**What to produce**
The reply has to contain each record exactly as written.

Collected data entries
··········

//! Selector Binding
//!
//! Connects a [`Source`] to its destination and status signals.
//!
//! # Lifetime
//!
//! Async bindings register a cleanup on the owner that was current when
//! they were bound: the running computation, or the binding's scope. The
//! cleanup clears a liveness flag and aborts the task, so:
//!
//! - a stream stops being polled and is dropped,
//! - a future that settles after disposal is ignored.

use std::sync::atomic::{AtomicBool, Ordering};
use std::sync::Arc;

use futures_util::future::{AbortHandle, Abortable, BoxFuture, FutureExt};
use futures_util::stream::{BoxStream, StreamExt};
use serde_json::Value;
use tracing::{debug, trace, warn};

use super::{FunctionSource, SelectorStatus, SelectorTask, Source};
use crate::error::{Result, SelectorRejection};
use crate::reactive::{Scope, Signal};

/// Signals a selector writes into.
#[derive(Clone)]
pub(crate) struct Binding {
    pub selector: String,
    pub scope: Scope,
    pub destination: Signal<Value>,
    pub status: Signal<SelectorStatus>,
}

impl Binding {
    /// Write a value from the source and mark the selector ready, in one
    /// batch.
    fn deliver(&self, value: Value) -> Result<()> {
        self.scope.runtime().batch(|| {
            self.destination.set(value)?;
            self.status.set(SelectorStatus::Ready)
        })?
    }

    fn reject(&self, reason: String) -> Result<()> {
        self.status.set(SelectorStatus::Rejected(SelectorRejection {
            selector: self.selector.clone(),
            reason,
        }))
    }
}

/// Bind `source` to `binding`.
///
/// Function sources run at once and return no task. Async sources return
/// the task that drives them.
pub(crate) fn bind(binding: Binding, source: Source) -> Result<Option<SelectorTask>> {
    trace!(selector = %binding.selector, kind = source.kind(), "binding selector");
    match source {
        Source::Function(f) => bind_function(binding, f).map(|()| None),
        Source::Future(future) => bind_future(binding, future).map(Some),
        Source::Stream(stream) => bind_stream(binding, stream).map(Some),
    }
}

fn bind_function(binding: Binding, f: FunctionSource) -> Result<()> {
    let scope = binding.scope.clone();
    scope.computation(move || {
        let value = f()?;
        binding.destination.set(value)?;
        binding.status.set(SelectorStatus::Ready)
    })?;
    Ok(())
}

/// Register the teardown of an async binding and return its liveness flag
/// and abort registration.
fn guard(binding: &Binding) -> Result<(Arc<AtomicBool>, futures_util::future::AbortRegistration)> {
    let alive = Arc::new(AtomicBool::new(true));
    let (handle, registration) = AbortHandle::new_pair();

    let flag = Arc::clone(&alive);
    let selector = binding.selector.clone();
    binding.scope.on_cleanup(move || {
        flag.store(false, Ordering::SeqCst);
        handle.abort();
        debug!(selector = %selector, "selector torn down");
    })?;

    Ok((alive, registration))
}

fn bind_future(
    binding: Binding,
    future: BoxFuture<'static, std::result::Result<Value, String>>,
) -> Result<SelectorTask> {
    let (alive, registration) = guard(&binding)?;
    let label = binding.selector.clone();

    let task = async move {
        let outcome = future.await;
        if !alive.load(Ordering::SeqCst) {
            debug!(selector = %binding.selector, "future settled after disposal; ignored");
            return;
        }

        let written = match outcome {
            Ok(value) => {
                debug!(selector = %binding.selector, "future resolved");
                binding.deliver(value)
            }
            Err(reason) => {
                debug!(selector = %binding.selector, reason = %reason, "future rejected");
                binding.reject(reason)
            }
        };
        if let Err(err) = written {
            warn!(selector = %binding.selector, error = %err, "failed to apply future outcome");
        }
    };

    Ok(SelectorTask::new(label, Abortable::new(task, registration).map(|_| ())))
}

fn bind_stream(binding: Binding, mut stream: BoxStream<'static, Value>) -> Result<SelectorTask> {
    let (alive, registration) = guard(&binding)?;
    let label = binding.selector.clone();

    let task = async move {
        while let Some(value) = stream.next().await {
            if !alive.load(Ordering::SeqCst) {
                break;
            }
            trace!(selector = %binding.selector, "stream emitted");
            if let Err(err) = binding.deliver(value) {
                warn!(selector = %binding.selector, error = %err, "stopping stream selector");
                break;
            }
        }
        debug!(selector = %binding.selector, "stream selector finished");
    };

    Ok(SelectorTask::new(label, Abortable::new(task, registration).map(|_| ())))
}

··········

**Written solution**
//! Selector Binding
//!
//! Connects a [`Source`] to its destination and status signals.
//!
//! # Lifetime
//!
//! Async bindings register a cleanup on the owner that was current when
//! they were bound: the running computation, or the binding's scope. The
//! cleanup clears a liveness flag and aborts the task, so:
//!
//! - a stream stops being polled and is dropped,
//! - a future that settles after disposal is ignored.

use std::sync::atomic::{AtomicBool, Ordering};
use std::sync::Arc;

use futures_util::future::{AbortHandle, Abortable, BoxFuture, FutureExt};
use futures_util::stream::{BoxStream, StreamExt};
use serde_json::Value;
use tracing::{debug, trace, warn};

use super::{FunctionSource, SelectorStatus, SelectorTask, Source};
use crate::error::{Result, SelectorRejection};
use crate::reactive::{Scope, Signal};

/// Signals a selector writes into.
#[derive(Clone)]
pub(crate) struct Binding {
    pub selector: String,
    pub scope: Scope,
    pub destination: Signal<Value>,
    pub status: Signal<SelectorStatus>,
}

impl Binding {
    /// Write a value from the source and mark the selector ready, in one
    /// batch.
    fn deliver(&self, value: Value) -> Result<()> {
        self.scope.runtime().batch(|| {
            self.destination.set(value)?;
            self.status.set(SelectorStatus::Ready)
        })?
    }

    fn reject(&self, reason: String) -> Result<()> {
        self.status.set(SelectorStatus::Rejected(SelectorRejection {
            selector: self.selector.clone(),
            reason,
        }))
    }
}

/// Bind `source` to `binding`.
///
/// Function sources run at once and return no task. Async sources return
/// the task that drives them.
pub(crate) fn bind(binding: Binding, source: Source) -> Result<Option<SelectorTask>> {
    trace!(selector = %binding.selector, kind = source.kind(), "binding selector");
    match source {
        Source::Function(f) => bind_function(binding, f).map(|()| None),
        Source::Future(future) => bind_future(binding, future).map(Some),
        Source::Stream(stream) => bind_stream(binding, stream).map(Some),
    }
}

fn bind_function(binding: Binding, f: FunctionSource) -> Result<()> {
    let scope = binding.scope.clone();
    scope.computation(move || {
        let value = f()?;
        binding.destination.set(value)?;
        binding.status.set(SelectorStatus::Ready)
    })?;
    Ok(())
}

/// Register the teardown of an async binding and return its liveness flag
/// and abort registration.
fn guard(binding: &Binding) -> Result<(Arc<AtomicBool>, futures_util::future::AbortRegistration)> {
    let alive = Arc::new(AtomicBool::new(true));
    let (handle, registration) = AbortHandle::new_pair();

    let flag = Arc::clone(&alive);
    let selector = binding.selector.clone();
    binding.scope.on_cleanup(move || {
        flag.store(false, Ordering::SeqCst);
        handle.abort();
        debug!(selector = %selector, "selector torn down");
    })?;

    Ok((alive, registration))
}

fn bind_future(
    binding: Binding,
    future: BoxFuture<'static, std::result::Result<Value, String>>,
) -> Result<SelectorTask> {
    let (alive, registration) = guard(&binding)?;
    let label = binding.selector.clone();

    let task = async move {
        let outcome = future.await;
        if !alive.load(Ordering::SeqCst) {
            debug!(selector = %binding.selector, "future settled after disposal; ignored");
            return;
        }

        let written = match outcome {
            Ok(value) => {
                debug!(selector = %binding.selector, "future resolved");
                binding.deliver(value)
            }
            Err(reason) => {
                debug!(selector = %binding.selector, reason = %reason, "future rejected");
                binding.reject(reason)
            }
        };
        if let Err(err) = written {
            warn!(selector = %binding.selector, error = %err, "failed to apply future outcome");
        }
    };

    Ok(SelectorTask::new(label, Abortable::new(task, registration).map(|_| ())))
}

fn bind_stream(binding: Binding, mut stream: BoxStream<'static, Value>) -> Result<SelectorTask> {
    let (alive, registration) = guard(&binding)?;
    let label = binding.selector.clone();

    let task = async move {
        while let Some(value) = stream.next().await {
            if !alive.load(Ordering::SeqCst) {
                break;
            }
            trace!(selector = %binding.selector, "stream emitted");
            if let Err(err) = binding.deliver(value) {
                warn!(selector = %binding.selector, error = %err, "stopping stream selector");
                break;
            }
        }
        debug!(selector = %binding.selector, "stream selector finished");
    };

    Ok(SelectorTask::new(label, Abortable::new(task, registration).map(|_| ())))
}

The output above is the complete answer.